There’s another policy contradiction here. Exxon is now under attack for buying back $2 billion of its own stock rather than adding to the more than $21 billion it is likely to invest in energy research and exploration this year. But hold on. If oil companies believe their earnings from exploring for new oil will be expropriated by government – and an excise tax on profits is pure expropriation – they will surely invest less, not more. A profits tax is a sure formula to keep the future price of gas higher.
Exxon’s profits are soaring with the recent oil price spike, but the energy industry’s earnings aren’t as outsized as the politicians seem to think. Thomson Financial calculates that profits from the oil and natural gas industry over the past year were 8.3% of investment, while the all-industry average is 7.8%. And this was a boom year for oil. An analysis by the Cato Institute’s Jerry Taylor finds that between 1970 and 2003 (which includes peak and valley years for earnings) the oil and gas business was “less profitable than the rest of the U.S. economy.” These are hardly robber barons.
This tiff over gas and oil taxes only highlights the intellectual policy confusion – or perhaps we should say cynicism – of our politicians. They want lower prices but don’t want more production to increase supply. They want oil “independence” but they’ve declared off limits most of the big sources of domestic oil that could replace foreign imports. They want Americans to use less oil to reduce greenhouse gases but they protest higher oil prices that reduce demand. They want more oil company investment but they want to confiscate the profits from that investment. And these folks want to be President?
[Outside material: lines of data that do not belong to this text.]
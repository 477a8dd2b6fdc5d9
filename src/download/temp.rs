//! Request-scoped temporary files.
//!
//! Every path handed out by a [`TempWorkspace`] embeds the video id and a
//! per-request token, so concurrent requests for the same video never share
//! a file. A [`TempArtifact`] deletes its file when dropped: ownership ties
//! each file to the request that created it, on every exit path.

use std::path::{Path, PathBuf};
use uuid::Uuid;

use crate::core::validation::VideoId;

/// Role of an intermediate file, used as the filename suffix.
#[derive(Debug, Clone, Copy, PartialEq, Eq)]
pub enum ArtifactRole {
    Raw,
    Transcoded,
    Thumbnail,
    WithCover,
}

impl ArtifactRole {
    fn suffix(&self) -> &'static str {
        match self {
            ArtifactRole::Raw => "raw",
            ArtifactRole::Transcoded => "320k",
            ArtifactRole::Thumbnail => "thumb",
            ArtifactRole::WithCover => "cover",
        }
    }
}

/// Naming scope for one request's temporary files.
#[derive(Debug, Clone)]
pub struct TempWorkspace {
    dir: PathBuf,
    video_id: VideoId,
    token: String,
}

/// Draws a fresh request token (UUID v4, simple form).
pub fn new_token() -> String {
    Uuid::new_v4().simple().to_string()
}

impl TempWorkspace {
    /// Creates the temp directory if needed.
    pub async fn create(dir: &Path, video_id: &VideoId, token: &str) -> std::io::Result<Self> {
        fs_err::tokio::create_dir_all(dir).await?;
        Ok(Self {
            dir: dir.to_path_buf(),
            video_id: video_id.clone(),
            token: token.to_string(),
        })
    }

    /// Request token, also used to tag log lines.
    pub fn token(&self) -> &str {
        &self.token
    }

    pub fn dir(&self) -> &Path {
        &self.dir
    }

    /// `<id>_<token>_<role>.` prefix shared by every file of a given role.
    pub fn file_prefix(&self, role: ArtifactRole) -> String {
        format!("{}_{}_{}.", self.video_id, self.token, role.suffix())
    }

    /// Full path for a role with a known extension.
    pub fn path_for(&self, role: ArtifactRole, extension: &str) -> PathBuf {
        self.dir.join(format!("{}{}", self.file_prefix(role), extension))
    }

    /// yt-dlp output template; yt-dlp fills in the real extension.
    pub fn output_template(&self, role: ArtifactRole) -> PathBuf {
        self.dir.join(format!("{}%(ext)s", self.file_prefix(role)))
    }

    /// Finds the file yt-dlp produced for `role`, whatever its extension.
    ///
    /// Leftover `.part` / `.ytdl` fragments are ignored.
    pub async fn find_produced(&self, role: ArtifactRole) -> std::io::Result<Option<PathBuf>> {
        let prefix = self.file_prefix(role);
        let mut entries = tokio::fs::read_dir(&self.dir).await?;
        while let Some(entry) = entries.next_entry().await? {
            let name = entry.file_name();
            let name = name.to_string_lossy();
            if name.starts_with(&prefix) && !name.ends_with(".part") && !name.ends_with(".ytdl") {
                return Ok(Some(entry.path()));
            }
        }
        Ok(None)
    }

    /// Removes every file carrying this request's token.
    ///
    /// Used after a failed or cancelled yt-dlp run, which can leave
    /// fragments that no [`TempArtifact`] owns yet. Synchronous so it can run
    /// from `Drop`.
    pub fn purge(&self) {
        let marker = format!("{}_{}_", self.video_id, self.token);
        let Ok(entries) = fs_err::read_dir(&self.dir) else {
            return;
        };
        for entry in entries.flatten() {
            if entry.file_name().to_string_lossy().starts_with(&marker) {
                match fs_err::remove_file(entry.path()) {
                    Ok(()) => log::debug!("[{}] Purged {}", self.token, entry.path().display()),
                    Err(e) => log::warn!("[{}] Failed to purge temp file: {}", self.token, e),
                }
            }
        }
    }
}

/// Purges the workspace when dropped, unless disarmed.
pub struct PurgeGuard<'a> {
    workspace: &'a TempWorkspace,
    armed: bool,
}

impl<'a> PurgeGuard<'a> {
    pub fn new(workspace: &'a TempWorkspace) -> Self {
        Self { workspace, armed: true }
    }

    pub fn disarm(&mut self) {
        self.armed = false;
    }
}

impl Drop for PurgeGuard<'_> {
    fn drop(&mut self) {
        if self.armed {
            self.workspace.purge();
        }
    }
}

/// A temporary file owned by exactly one request, deleted on drop.
#[derive(Debug)]
pub struct TempArtifact {
    path: PathBuf,
}

impl TempArtifact {
    /// Takes ownership of an existing (or about to be created) file.
    pub fn adopt(path: PathBuf) -> Self {
        Self { path }
    }

    pub fn path(&self) -> &Path {
        &self.path
    }

    /// File size in bytes.
    pub async fn size(&self) -> std::io::Result<u64> {
        Ok(fs_err::tokio::metadata(&self.path).await?.len())
    }
}

impl Drop for TempArtifact {
    fn drop(&mut self) {
        match fs_err::remove_file(&self.path) {
            Ok(()) => log::debug!("Removed temp file {}", self.path.display()),
            Err(e) if e.kind() == std::io::ErrorKind::NotFound => {}
            Err(e) => log::warn!("Failed to remove temp file: {}", e),
        }
    }
}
Late this week, a group of Senate Republicans led by Pete Domenici of New Mexico introduced the “American Energy Production Act of 2008” to expand oil production off the U.S. coasts and in Alaska. It has the potential to increase domestic production enough to keep America running for five years with no foreign imports. With the world price of oil at $116 a barrel, if not now, when? No word yet if Senators Clinton and Obama will take time off from denouncing oil profits to vote for that.